The International Classification of Primary Care-2 (ICPC-2) is a classification method designed for primary care. Although previous studies have found that ICPC-2 is a useful tool for demonstrating the relationship between patients’ expectations and health providers’ diagnoses, its utility of ICPC-2 has yet to be fully studied in Korea. This study aimed to evaluate the practicality of ICPC-2 in Korean primary care.

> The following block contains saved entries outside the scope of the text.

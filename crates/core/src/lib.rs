//! Mealgate Core - Access Lifecycle Engine
//!
//! This crate decides whether a user of the meal-planning client may use the
//! protected application:
//! - Trial and subscription windows derived from per-user stored timestamps
//! - A ledger that reconciles the local cache with the subscription backend
//! - A pure decision engine where an active subscription always wins
//! - A gate state machine with an allow-list, polling and a hard refresh timeout

pub mod clock;
pub mod config;
pub mod controller;
pub mod decision;
pub mod error;
pub mod freshness;
pub mod gate;
pub mod keys;
pub mod ledger;
pub mod navigation;
pub mod remote;
pub mod store;
pub mod user;
pub mod window;

pub use clock::{Clock, ManualClock, SystemClock};
pub use config::{LifecycleConfig, MealgateConfig};
pub use controller::{refresh_snapshot, ControllerOptions, GateController};
pub use decision::{evaluate, AccessSnapshot, DecisionEngine, UserState};
pub use error::AccessError;
pub use freshness::Freshness;
pub use gate::{AllowList, Gate, GateState, GateView};
pub use keys::LifecycleKeys;
pub use ledger::{
    AccessLedger, RecordOrigin, SubscriptionRecord, SubscriptionResolution, SubscriptionSource,
};
pub use navigation::{NavigationEvent, NavigationListener, Navigator, Subscription};
pub use remote::{HttpStatusClient, PaymentMetadata, RemoteSubscription, StatusClient, StatusData};
pub use store::{FileStore, KeyValueStore, MemoryStore};
pub use user::UserProfile;
pub use window::{SubscriptionWindow, TrialWindow};

/// Mealgate version
pub const VERSION: &str = env!("CARGO_PKG_VERSION");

The study was conducted at primary care clinics in Seoul and Gyeonggi areas from October to November 2015. Third-year family medicine residents examined and analyzed the medical records of patients who visited primary care physicians using ICPC-2, and the results were compared with those obtained using the International Classification of Diseases-10 (ICD-10) (Korean version: Korean Standard Classification of Diseases-7).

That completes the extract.